Problem to work on:
Count the lines in the data below holding the string "false" and write the total by itself.

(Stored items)
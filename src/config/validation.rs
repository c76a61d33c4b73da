//! Semantic validation of the loaded configuration and route table.
//!
//! Serde-free by design: the loader handles syntax, this module handles
//! meaning. All errors are collected and returned together, not just the
//! first.

use crate::config::schema::GatewayConfig;
use crate::routing::RouteTable;

#[derive(Debug, Clone, PartialEq, Eq)]
pub enum ValidationError {
    ZeroValue { field: &'static str },
    UnsupportedScheme { field: &'static str, url: String },
    MissingHost { field: &'static str, url: String },
    EmptySecret,
    RolesWithoutAuth { route: String },
}

impl std::fmt::Display for ValidationError {
    fn fmt(&self, f: &mut std::fmt::Formatter<'_>) -> std::fmt::Result {
        match self {
            ValidationError::ZeroValue { field } => {
                write!(f, "{field} must be greater than zero")
            }
            ValidationError::UnsupportedScheme { field, url } => {
                write!(f, "{field}: unsupported scheme in '{url}' (expected http or https)")
            }
            ValidationError::MissingHost { field, url } => {
                write!(f, "{field}: no host in '{url}'")
            }
            ValidationError::EmptySecret => write!(f, "JWT access secret must not be empty"),
            ValidationError::RolesWithoutAuth { route } => {
                write!(
                    f,
                    "route '{route}' restricts roles but does not require authentication"
                )
            }
        }
    }
}

pub fn validate_config(config: &GatewayConfig) -> Result<(), Vec<ValidationError>> {
    let mut errors = Vec::new();

    if config.jwt_access_secret.is_empty() {
        errors.push(ValidationError::EmptySecret);
    }
    if config.rate_limit.requests == 0 {
        errors.push(ValidationError::ZeroValue { field: "rate_limit.requests" });
    }
    if config.rate_limit.window_secs == 0 {
        errors.push(ValidationError::ZeroValue { field: "rate_limit.window_secs" });
    }
    if config.timeouts.forward_secs == 0 {
        errors.push(ValidationError::ZeroValue { field: "timeouts.forward_secs" });
    }
    if config.timeouts.request_secs == 0 {
        errors.push(ValidationError::ZeroValue { field: "timeouts.request_secs" });
    }
    if config.max_body_bytes == 0 {
        errors.push(ValidationError::ZeroValue { field: "max_body_bytes" });
    }

    let services = [
        ("services.auth", &config.services.auth),
        ("services.schedule", &config.services.schedule),
        ("services.booking", &config.services.booking),
        ("services.ticket", &config.services.ticket),
        ("services.user", &config.services.user),
        ("services.search", &config.services.search),
        ("services.admin", &config.services.admin),
        ("services.reporting", &config.services.reporting),
    ];
    for (field, url) in services {
        if !matches!(url.scheme(), "http" | "https") {
            errors.push(ValidationError::UnsupportedScheme {
                field,
                url: url.to_string(),
            });
        }
        if url.host_str().is_none() {
            errors.push(ValidationError::MissingHost {
                field,
                url: url.to_string(),
            });
        }
    }

    if errors.is_empty() {
        Ok(())
    } else {
        Err(errors)
    }
}

/// Authorization without prior authentication is meaningless; catch the
/// misconfiguration at startup instead of branching on it per request.
pub fn validate_table(table: &RouteTable) -> Result<(), Vec<ValidationError>> {
    let errors: Vec<ValidationError> = table
        .routes()
        .iter()
        .filter(|route| !route.allowed_roles.is_empty() && !route.requires_auth)
        .map(|route| ValidationError::RolesWithoutAuth {
            route: format!("{} {}", route.method, route.pattern.as_str()),
        })
        .collect();

    if errors.is_empty() {
        Ok(())
    } else {
        Err(errors)
    }
}

#[cfg(test)]
mod tests {
    use super::*;
    use crate::config::schema::{
        CorsConfig, ObservabilityConfig, RateLimitConfig, ServiceUrls, TimeoutConfig,
    };
    use crate::routing::{RouteDescriptor, RouteTable};
    use axum::http::Method;
    use url::Url;

    fn test_config() -> GatewayConfig {
        let base = Url::parse("http://localhost:3001").unwrap();
        GatewayConfig {
            listen_addr: "0.0.0.0:3000".into(),
            jwt_access_secret: "secret".into(),
            services: ServiceUrls {
                auth: base.clone(),
                schedule: base.clone(),
                booking: base.clone(),
                ticket: base.clone(),
                user: base.clone(),
                search: base.clone(),
                admin: base.clone(),
                reporting: base,
            },
            rate_limit: RateLimitConfig::default(),
            cors: CorsConfig::default(),
            timeouts: TimeoutConfig::default(),
            max_body_bytes: 1024,
            observability: ObservabilityConfig::default(),
        }
    }

    #[test]
    fn default_shape_is_valid() {
        assert!(validate_config(&test_config()).is_ok());
    }

    #[test]
    fn collects_all_errors() {
        let mut config = test_config();
        config.jwt_access_secret.clear();
        config.rate_limit.requests = 0;
        config.rate_limit.window_secs = 0;

        let errors = validate_config(&config).unwrap_err();
        assert_eq!(errors.len(), 3);
        assert!(errors.contains(&ValidationError::EmptySecret));
    }

    #[test]
    fn rejects_non_http_service_url() {
        let mut config = test_config();
        config.services.booking = Url::parse("ftp://localhost:3005").unwrap();
        let errors = validate_config(&config).unwrap_err();
        assert!(matches!(
            errors.as_slice(),
            [ValidationError::UnsupportedScheme { field: "services.booking", .. }]
        ));
    }

    #[test]
    fn table_invariant_roles_imply_auth() {
        let backend = Url::parse("http://localhost:3010").unwrap();
        let good = RouteTable::new(vec![RouteDescriptor::restricted(
            Method::GET,
            "/api/admin/users",
            &backend,
            &["ADMIN"],
        )]);
        assert!(validate_table(&good).is_ok());

        let mut broken_route =
            RouteDescriptor::restricted(Method::GET, "/api/admin/users", &backend, &["ADMIN"]);
        broken_route.requires_auth = false;
        let broken = RouteTable::new(vec![broken_route]);
        let errors = validate_table(&broken).unwrap_err();
        assert_eq!(errors.len(), 1);
    }
}
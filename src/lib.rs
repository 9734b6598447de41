//! Bounty Board - session-scoped bounty hunting with a reputation ledger
//!
//! Players report hostile targets as bounties scoped to a game session.
//! Hunters claim kills with a proof screenshot, and the reporter arbitrates
//! each claim. Approved claims credit both sides through the trust ledger.
//!
//! # How it works
//!
//! 1. A reporter posts a bounty; it starts `active`
//! 2. Hunters on duty in the same session are alerted for a few seconds
//! 3. A hunter submits a confirmation, moving the bounty to `claimed`
//! 4. The reporter approves (`confirmed`, hunter +10, reporter +5) or
//!    rejects (back to `active` once no claim is pending)
//! 5. Bounties nobody confirms expire after their active period
//!
//! # Consistency
//!
//! - Every status change is a conditional write in the store
//! - Only one confirmation per bounty can ever be verified
//! - Reputation changes are atomic increments, journaled per approval

pub mod auth;
pub mod blob;
pub mod board;
pub mod config;
pub mod error;
pub mod events;
pub mod expiration;
pub mod ledger;
pub mod lifecycle;
pub mod notifications;
pub mod retry;
pub mod scheduler;
pub mod server;
pub mod session;
pub mod store;
pub mod types;

pub use blob::{BlobStore, FsBlobStore, ProofKind, ProofUpload};
pub use board::{Approval, BountyBoard, BountyView};
pub use config::Config;
pub use error::{BountyError, Result};
pub use events::{BountyChange, ChangeFeed, ChangeKind};
pub use expiration::{Clock, ManualClock, Remaining, SystemClock};
pub use ledger::{Settlement, TrustLedger, HUNTER_AWARD, REPORTER_AWARD};
pub use notifications::{match_recipients, NotificationHub, NotificationMatcher};
pub use scheduler::{Scheduler, TimerHandle};
pub use session::{SessionCache, SessionId, SessionRegistry};
pub use store::{BountyStore, PgStore, SqliteStore};
pub use types::{
    ActivePeriod, Award, AwardRole, Bounty, BountyFilter, BountyStatus, Confirmation, NewBounty,
    NotificationEvent, SessionMembership, User,
};
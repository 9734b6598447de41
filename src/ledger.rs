//! Trust ledger
//!
//! Reputation only moves through here. Plain awards are a single atomic
//! increment in the store. Approval credits go through the award journal so
//! each (confirmation, role) pair is credited at most once, which makes
//! [`TrustLedger::settle`] safe to re-run after a partial failure.

use std::sync::Arc;

use serde::Serialize;
use tracing::{error, info, warn};
use uuid::Uuid;

use crate::config::RewardsConfig;
use crate::error::{BountyError, Result};
use crate::expiration::Clock;
use crate::store::BountyStore;
use crate::types::{Award, AwardRole, Bounty, Confirmation};

pub const HUNTER_AWARD: i64 = 10;
pub const REPORTER_AWARD: i64 = 5;

/// Outcome of settling one approved confirmation.
#[derive(Debug, Clone, Default, PartialEq, Eq, Serialize)]
pub struct Settlement {
    pub confirmation_id: Uuid,
    /// Credited by this call.
    pub applied: Vec<AwardRole>,
    /// Already credited by an earlier call.
    pub already_settled: Vec<AwardRole>,
}

pub struct TrustLedger {
    store: Arc<dyn BountyStore>,
    clock: Arc<dyn Clock>,
    hunter_award: i64,
    reporter_award: i64,
}

impl TrustLedger {
    pub fn new(store: Arc<dyn BountyStore>, clock: Arc<dyn Clock>) -> Self {
        Self {
            store,
            clock,
            hunter_award: HUNTER_AWARD,
            reporter_award: REPORTER_AWARD,
        }
    }

    pub fn with_rewards(mut self, rewards: &RewardsConfig) -> Self {
        self.hunter_award = rewards.hunter_award;
        self.reporter_award = rewards.reporter_award;
        self
    }

    /// Atomic `reputation += delta`. Returns the new reputation.
    pub async fn award(&self, user_id: Uuid, delta: i64) -> Result<i64> {
        let reputation = self.store.increment_reputation(user_id, delta).await?;
        info!("Awarded {:+} to {} (now {})", delta, user_id, reputation);
        Ok(reputation)
    }

    pub fn amount_for(&self, role: AwardRole) -> i64 {
        match role {
            AwardRole::Hunter => self.hunter_award,
            AwardRole::Reporter => self.reporter_award,
        }
    }

    /// Apply whichever approval awards are still missing for a verified
    /// confirmation. Fails with `PartialAward` if any award could not land.
    pub async fn settle(&self, bounty: &Bounty, confirmation: &Confirmation) -> Result<Settlement> {
        if !confirmation.verified {
            return Err(BountyError::invalid_transition(format!(
                "confirmation {} is not approved",
                confirmation.id
            )));
        }

        let mut settlement = Settlement {
            confirmation_id: confirmation.id,
            ..Default::default()
        };
        let mut missing = Vec::new();

        for role in AwardRole::BOTH {
            let user_id = match role {
                AwardRole::Hunter => confirmation.hunter_id,
                AwardRole::Reporter => bounty.reporter_id,
            };
            let award = Award {
                confirmation_id: confirmation.id,
                role,
                user_id,
                delta: self.amount_for(role),
                awarded_at: self.clock.now(),
            };

            match self.store.apply_award(&award).await {
                Ok(true) => {
                    info!(
                        "Credited {} {:+} as {} for confirmation {}",
                        user_id,
                        award.delta,
                        role.as_str(),
                        confirmation.id
                    );
                    settlement.applied.push(role);
                }
                Ok(false) => settlement.already_settled.push(role),
                Err(e) => {
                    error!(
                        "Award {} for confirmation {} failed: {}",
                        role.as_str(),
                        confirmation.id,
                        e
                    );
                    missing.push(role);
                }
            }
        }

        if missing.is_empty() {
            Ok(settlement)
        } else {
            warn!(
                "Confirmation {} left with pending awards {:?}; settle again to reconcile",
                confirmation.id, missing
            );
            Err(BountyError::PartialAward {
                confirmation_id: confirmation.id,
                missing,
            })
        }
    }

    /// Verified confirmations whose awards are incomplete.
    pub async fn unsettled(&self) -> Result<Vec<Uuid>> {
        self.store.unsettled_confirmations().await
    }
}
#[cfg(test)]
mod tests {
    use super::*;
    use crate::types::{ActivePeriod, AwardRole};

    fn bounty(reporter: Uuid) -> Bounty {
        Bounty {
            id: Uuid::new_v4(),
            reporter_id: reporter,
            target_name: "Raider".to_string(),
            last_location: "North Base".to_string(),
            description: Some("camping the spawn".to_string()),
            proof_ref: None,
            reward_offer: Some("500 credits".to_string()),
            time_left_when_killed: Some(15),
            created_at: Utc::now(),
            active_period: ActivePeriod::Day,
            status: BountyStatus::Active,
            session_id: "ABCDE-1234".parse().unwrap(),
        }
    }

    fn claim(bounty_id: Uuid) -> Confirmation {
        Confirmation {
            id: Uuid::new_v4(),
            bounty_id,
            hunter_id: Uuid::new_v4(),
            proof_ref: "https://proofs.local/x.png".to_string(),
            session_id: "ABCDE-1234".parse().unwrap(),
            confirmed_at: Utc::now(),
            verified: false,
        }
    }

    #[tokio::test]
    async fn test_bounty_round_trip() {
        let store = SqliteStore::in_memory().unwrap();
        let b = bounty(Uuid::new_v4());
        store.insert_bounty(&b).await.unwrap();

        let loaded = store.get_bounty(b.id).await.unwrap().unwrap();
        assert_eq!(loaded, b);
        assert!(store.get_bounty(Uuid::new_v4()).await.unwrap().is_none());
    }

    #[tokio::test]
    async fn test_upsert_user_keeps_reputation() {
        let store = SqliteStore::in_memory().unwrap();
        let mut user = User::new(Uuid::new_v4(), "alice");
        store.upsert_user(&user).await.unwrap();
        assert_eq!(store.increment_reputation(user.id, 7).await.unwrap(), 7);

        user.username = "alice2".to_string();
        user.reputation = 0;
        store.upsert_user(&user).await.unwrap();

        let loaded = store.get_user(user.id).await.unwrap().unwrap();
        assert_eq!(loaded.username, "alice2");
        assert_eq!(loaded.reputation, 7);
    }

    #[tokio::test]
    async fn test_increment_unknown_user_is_not_found() {
        let store = SqliteStore::in_memory().unwrap();
        let err = store.increment_reputation(Uuid::new_v4(), 1).await.unwrap_err();
        assert!(matches!(err, BountyError::NotFound { .. }));
    }

    #[tokio::test]
    async fn test_claim_then_approve_is_compare_and_swap() {
        let store = SqliteStore::in_memory().unwrap();
        let b = bounty(Uuid::new_v4());
        store.insert_bounty(&b).await.unwrap();

        let first = claim(b.id);
        let second = claim(b.id);
        assert!(store.insert_claim(&first).await.unwrap());
        assert!(store.insert_claim(&second).await.unwrap());

        assert!(store.approve_claim(first.id, b.id).await.unwrap());
        assert!(!store.approve_claim(first.id, b.id).await.unwrap());
        assert!(!store.approve_claim(second.id, b.id).await.unwrap());

        let second = store.get_confirmation(second.id).await.unwrap().unwrap();
        assert!(!second.verified);
        let b = store.get_bounty(b.id).await.unwrap().unwrap();
        assert_eq!(b.status, BountyStatus::Confirmed);

        // Closed bounties take no more claims.
        assert!(!store.insert_claim(&claim(b.id)).await.unwrap());
    }

    #[tokio::test]
    async fn test_reject_reverts_only_when_none_pending() {
        let store = SqliteStore::in_memory().unwrap();
        let b = bounty(Uuid::new_v4());
        store.insert_bounty(&b).await.unwrap();

        let first = claim(b.id);
        let second = claim(b.id);
        store.insert_claim(&first).await.unwrap();
        store.insert_claim(&second).await.unwrap();

        assert_eq!(
            store.reject_claim(first.id, b.id).await.unwrap(),
            Some(BountyStatus::Claimed)
        );
        assert_eq!(store.reject_claim(first.id, b.id).await.unwrap(), None);
        assert_eq!(
            store.reject_claim(second.id, b.id).await.unwrap(),
            Some(BountyStatus::Active)
        );
    }

    #[tokio::test]
    async fn test_award_journal_is_idempotent() {
        let store = SqliteStore::in_memory().unwrap();
        let hunter = User::new(Uuid::new_v4(), "hunter");
        store.upsert_user(&hunter).await.unwrap();

        let b = bounty(Uuid::new_v4());
        store.insert_bounty(&b).await.unwrap();
        let mut c = claim(b.id);
        c.hunter_id = hunter.id;
        store.insert_claim(&c).await.unwrap();
        store.approve_claim(c.id, b.id).await.unwrap();
        assert_eq!(store.unsettled_confirmations().await.unwrap(), vec![c.id]);

        let award = Award {
            confirmation_id: c.id,
            role: AwardRole::Hunter,
            user_id: hunter.id,
            delta: 10,
            awarded_at: Utc::now(),
        };
        assert!(store.apply_award(&award).await.unwrap());
        assert!(!store.apply_award(&award).await.unwrap());

        let hunter = store.get_user(hunter.id).await.unwrap().unwrap();
        assert_eq!(hunter.reputation, 10);
        assert_eq!(store.list_awards(c.id).await.unwrap().len(), 1);
        // Reporter award still outstanding.
        assert_eq!(store.unsettled_confirmations().await.unwrap(), vec![c.id]);
    }

    #[tokio::test]
    async fn test_award_to_missing_user_rolls_back_journal() {
        let store = SqliteStore::in_memory().unwrap();
        let b = bounty(Uuid::new_v4());
        store.insert_bounty(&b).await.unwrap();
        let c = claim(b.id);
        store.insert_claim(&c).await.unwrap();

        let award = Award {
            confirmation_id: c.id,
            role: AwardRole::Reporter,
            user_id: Uuid::new_v4(),
            delta: 5,
            awarded_at: Utc::now(),
        };
        assert!(store.apply_award(&award).await.is_err());
        assert!(store.list_awards(c.id).await.unwrap().is_empty());
    }

    #[tokio::test]
    async fn test_one_active_session_per_user() {
        let store = SqliteStore::in_memory().unwrap();
        let user = Uuid::new_v4();
        let a: SessionId = "AAAAA-1111".parse().unwrap();
        let b: SessionId = "BBBBB-2222".parse().unwrap();

        store.activate_session(user, &a, Utc::now()).await.unwrap();
        store.activate_session(user, &b, Utc::now()).await.unwrap();
        store.activate_session(user, &a, Utc::now()).await.unwrap();

        assert_eq!(store.active_members(&a).await.unwrap(), vec![user]);
        assert!(store.active_members(&b).await.unwrap().is_empty());
        assert_eq!(
            store.active_session(user).await.unwrap().unwrap().session_id,
            a
        );
    }
}
//! Error taxonomy for the bounty engine
//!
//! Client-input errors (`InvalidFormat`, `InvalidTransition`) are surfaced
//! immediately and never retried. `UpstreamFailure` covers the data store and
//! blob store being unavailable. `PartialAward` means arbitration committed but
//! at least one ledger credit is still outstanding.

use thiserror::Error;
use uuid::Uuid;

use crate::types::AwardRole;

pub type Result<T, E = BountyError> = std::result::Result<T, E>;

#[derive(Error, Debug)]
pub enum BountyError {
    #[error("invalid format: {0}")]
    InvalidFormat(String),

    #[error("invalid transition: {0}")]
    InvalidTransition(String),

    #[error("{kind} {id} not found")]
    NotFound { kind: &'static str, id: String },

    #[error("upstream failure: {0}")]
    UpstreamFailure(String),

    /// The confirmation is verified but these awards did not land.
    #[error("confirmation {confirmation_id} approved but awards pending for {missing:?}")]
    PartialAward {
        confirmation_id: Uuid,
        missing: Vec<AwardRole>,
    },
}

impl BountyError {
    pub fn not_found(kind: &'static str, id: impl ToString) -> Self {
        Self::NotFound {
            kind,
            id: id.to_string(),
        }
    }

    pub fn invalid_transition(msg: impl Into<String>) -> Self {
        Self::InvalidTransition(msg.into())
    }

    /// Only upstream failures are worth retrying; everything else is a
    /// deterministic answer about the request.
    pub fn is_retryable(&self) -> bool {
        matches!(self, Self::UpstreamFailure(_))
    }

    /// Stable machine-readable tag used in API responses.
    pub fn kind(&self) -> &'static str {
        match self {
            Self::InvalidFormat(_) => "invalid_format",
            Self::InvalidTransition(_) => "invalid_transition",
            Self::NotFound { .. } => "not_found",
            Self::UpstreamFailure(_) => "upstream_failure",
            Self::PartialAward { .. } => "partial_award",
        }
    }
}

impl From<rusqlite::Error> for BountyError {
    fn from(err: rusqlite::Error) -> Self {
        Self::UpstreamFailure(format!("sqlite: {}", err))
    }
}

impl From<tokio_postgres::Error> for BountyError {
    fn from(err: tokio_postgres::Error) -> Self {
        Self::UpstreamFailure(format!("postgres: {}", err))
    }
}

impl From<deadpool_postgres::PoolError> for BountyError {
    fn from(err: deadpool_postgres::PoolError) -> Self {
        Self::UpstreamFailure(format!("postgres pool: {}", err))
    }
}

impl From<std::io::Error> for BountyError {
    fn from(err: std::io::Error) -> Self {
        Self::UpstreamFailure(format!("io: {}", err))
    }
}
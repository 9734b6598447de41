//! Configuration management
//!
//! Loads configuration from config.toml with support for:
//! - Server binding settings
//! - Store selection (embedded SQLite or PostgreSQL via DATABASE_URL)
//! - Ledger award amounts
//! - Notification TTL and proof upload limits
//! - Maintenance job intervals

use std::path::{Path, PathBuf};
use std::time::Duration;

use anyhow::{Context, Result};
use serde::{Deserialize, Serialize};

const DEFAULT_CONFIG: &str = include_str!("../config.toml");

/// Main configuration structure matching config.toml
#[derive(Debug, Clone, Serialize, Deserialize)]
pub struct Config {
    pub server: ServerConfig,
    #[serde(default)]
    pub database: DatabaseConfig,
    #[serde(default)]
    pub rewards: RewardsConfig,
    #[serde(default)]
    pub notifications: NotificationsConfig,
    pub proofs: ProofsConfig,
    #[serde(default)]
    pub maintenance: MaintenanceConfig,
}

#[derive(Debug, Clone, Serialize, Deserialize)]
pub struct ServerConfig {
    pub host: String,
    pub port: u16,
}

/// Database configuration. `DATABASE_URL` selects PostgreSQL; otherwise the
/// embedded SQLite file is used.
#[derive(Debug, Clone, Serialize, Deserialize)]
pub struct DatabaseConfig {
    pub sqlite_path: PathBuf,
    #[serde(default)]
    pub max_pool_size: Option<usize>,
}

impl Default for DatabaseConfig {
    fn default() -> Self {
        Self {
            sqlite_path: PathBuf::from("bounty-board.db"),
            max_pool_size: None,
        }
    }
}

/// Reputation credited on approval
#[derive(Debug, Clone, Serialize, Deserialize)]
pub struct RewardsConfig {
    pub hunter_award: i64,
    pub reporter_award: i64,
}

impl Default for RewardsConfig {
    fn default() -> Self {
        Self {
            hunter_award: crate::ledger::HUNTER_AWARD,
            reporter_award: crate::ledger::REPORTER_AWARD,
        }
    }
}

#[derive(Debug, Clone, Serialize, Deserialize)]
pub struct NotificationsConfig {
    pub ttl_secs: u64,
}

impl NotificationsConfig {
    pub fn ttl(&self) -> Duration {
        Duration::from_secs(self.ttl_secs)
    }
}

impl Default for NotificationsConfig {
    fn default() -> Self {
        Self { ttl_secs: 10 }
    }
}

#[derive(Debug, Clone, Serialize, Deserialize)]
pub struct ProofsConfig {
    pub root: PathBuf,
    pub public_base_url: String,
    #[serde(default = "default_max_proof_bytes")]
    pub max_bytes: usize,
}

fn default_max_proof_bytes() -> usize {
    crate::blob::MAX_PROOF_BYTES
}

#[derive(Debug, Clone, Serialize, Deserialize)]
pub struct MaintenanceConfig {
    /// How often active bounties past expiry are persisted as expired
    pub expiry_sweep_secs: u64,
    /// How often approved confirmations with missing awards are settled
    pub reconcile_secs: u64,
}

impl Default for MaintenanceConfig {
    fn default() -> Self {
        Self {
            expiry_sweep_secs: 60,
            reconcile_secs: 300,
        }
    }
}

impl Config {
    /// Load from `path`, falling back to the embedded defaults when it is
    /// missing, then apply environment overrides
    pub fn load_from(path: impl AsRef<Path>) -> Result<Self> {
        let path = path.as_ref();

        let mut config: Config = if path.exists() {
            let content = std::fs::read_to_string(path).context("Failed to read config file")?;
            toml::from_str(&content).context("Failed to parse config file")?
        } else {
            toml::from_str(DEFAULT_CONFIG).context("Failed to parse default config")?
        };

        config.apply_env();
        Ok(config)
    }

    fn apply_env(&mut self) {
        if let Ok(host) = std::env::var("BOUNTY_HOST") {
            if !host.is_empty() {
                self.server.host = host;
            }
        }
        if let Some(port) = std::env::var("BOUNTY_PORT")
            .ok()
            .and_then(|p| p.parse().ok())
        {
            self.server.port = port;
        }
        if let Ok(path) = std::env::var("BOUNTY_SQLITE_PATH") {
            if !path.is_empty() {
                self.database.sqlite_path = PathBuf::from(path);
            }
        }
    }

    /// PostgreSQL connection string, if the server should use Postgres
    pub fn database_url(&self) -> Option<String> {
        std::env::var("DATABASE_URL").ok().filter(|url| !url.is_empty())
    }
}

Written solution:
3